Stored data
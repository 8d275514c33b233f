use serde::{Deserialize, Serialize};

/// Descriptive statistics over a set of latency observations, in milliseconds
///
/// Percentiles are computed by linear interpolation between adjacent order statistics, see
/// [percentile]. The median is the 50th percentile so `median_ms == p50_ms` always holds.
#[derive(Debug, Clone, Copy, PartialEq, Serialize, Deserialize)]
pub struct LatencySummary {
    pub min_ms: f64,
    pub max_ms: f64,
    pub mean_ms: f64,
    pub median_ms: f64,
    pub p50_ms: f64,
    pub p95_ms: f64,
    pub p99_ms: f64,
    pub p999_ms: f64,
}

impl LatencySummary {
    /// Summarise a set of latencies
    ///
    /// Returns `None` if there are no observations. The input does not need to be sorted.
    pub fn from_latencies(latencies: &[f64]) -> Option<Self> {
        if latencies.is_empty() {
            return None;
        }

        let sorted = sorted_latencies(latencies);
        let mean = sorted.iter().sum::<f64>() / sorted.len() as f64;
        let p50 = percentile(&sorted, 50.0)?;

        Some(Self {
            min_ms: sorted[0],
            max_ms: sorted[sorted.len() - 1],
            mean_ms: mean,
            median_ms: p50,
            p50_ms: p50,
            p95_ms: percentile(&sorted, 95.0)?,
            p99_ms: percentile(&sorted, 99.0)?,
            p999_ms: percentile(&sorted, 99.9)?,
        })
    }
}

/// Copy and sort latencies in ascending order
pub fn sorted_latencies(latencies: &[f64]) -> Vec<f64> {
    let mut sorted = latencies.to_vec();
    sorted.sort_by(f64::total_cmp);
    sorted
}

/// The `p`th percentile of `sorted`, for `p` in `[0, 100]`
///
/// The rank `p / 100 * (n - 1)` is interpolated linearly between the order statistics either
/// side of it. `sorted` must be in ascending order. Returns `None` for an empty slice.
pub fn percentile(sorted: &[f64], p: f64) -> Option<f64> {
    let last = sorted.len().checked_sub(1)?;
    let rank = (p.clamp(0.0, 100.0) / 100.0) * last as f64;
    let lower = rank.floor() as usize;
    let upper = (rank.ceil() as usize).min(last);
    let fraction = rank - lower as f64;

    Some(sorted[lower] + (sorted[upper] - sorted[lower]) * fraction)
}

#[cfg(test)]
mod tests {
    use super::*;

    fn assert_close(actual: f64, expected: f64) {
        assert!(
            (actual - expected).abs() < 1e-9,
            "expected {expected}, got {actual}"
        );
    }

    #[test]
    fn empty_input_has_no_summary() {
        assert_eq!(LatencySummary::from_latencies(&[]), None);
        assert_eq!(percentile(&[], 50.0), None);
    }

    #[test]
    fn single_value_is_every_percentile() {
        let summary = LatencySummary::from_latencies(&[42.5]).unwrap();
        assert_eq!(summary.min_ms, 42.5);
        assert_eq!(summary.max_ms, 42.5);
        assert_eq!(summary.mean_ms, 42.5);
        assert_eq!(summary.median_ms, 42.5);
        assert_eq!(summary.p50_ms, 42.5);
        assert_eq!(summary.p95_ms, 42.5);
        assert_eq!(summary.p99_ms, 42.5);
        assert_eq!(summary.p999_ms, 42.5);
    }

    #[test]
    fn hand_computed_percentiles() {
        let latencies = (1..=100).map(|i| i as f64 * 10.0).rev().collect::<Vec<_>>();
        let summary = LatencySummary::from_latencies(&latencies).unwrap();

        assert_close(summary.min_ms, 10.0);
        assert_close(summary.max_ms, 1000.0);
        assert_close(summary.mean_ms, 505.0);
        // rank 49.5 between 500 and 510
        assert_close(summary.p50_ms, 505.0);
        // rank 94.05 between 950 and 960
        assert_close(summary.p95_ms, 950.5);
        // rank 98.01 between 990 and 1000
        assert_close(summary.p99_ms, 990.1);
        // rank 98.901 between 990 and 1000
        assert_close(summary.p999_ms, 999.01);
    }

    #[test]
    fn median_matches_p50_for_even_count() {
        let summary = LatencySummary::from_latencies(&[4.0, 1.0, 3.0, 2.0]).unwrap();
        assert_eq!(summary.median_ms, summary.p50_ms);
        assert_close(summary.median_ms, 2.5);
    }

    #[test]
    fn percentiles_are_monotonic() {
        let latencies = [
            12.0, 55.3, 48.1, 1203.4, 51.0, 49.9, 10.0, 63.2, 980.0, 47.7, 52.2, 1500.0,
        ];
        let summary = LatencySummary::from_latencies(&latencies).unwrap();

        assert!(summary.min_ms <= summary.p50_ms);
        assert!(summary.p50_ms <= summary.p95_ms);
        assert!(summary.p95_ms <= summary.p99_ms);
        assert!(summary.p99_ms <= summary.p999_ms);
        assert!(summary.p999_ms <= summary.max_ms);
    }

    #[test]
    fn percentile_bounds() {
        let sorted = [1.0, 2.0, 3.0];
        assert_eq!(percentile(&sorted, 0.0), Some(1.0));
        assert_eq!(percentile(&sorted, 100.0), Some(3.0));
        assert_eq!(percentile(&sorted, 150.0), Some(3.0));
    }
}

## Directions for this task
Lines with "order" in the records above: copy every one of them.

## Answer to this problem
/// Percentiles are computed by linear interpolation between adjacent order statistics, see
/// Copy and sort latencies in ascending order
/// The rank `p / 100 * (n - 1)` is interpolated linearly between the order statistics either
/// side of it. `sorted` must be in ascending order. Returns `None` for an empty slice.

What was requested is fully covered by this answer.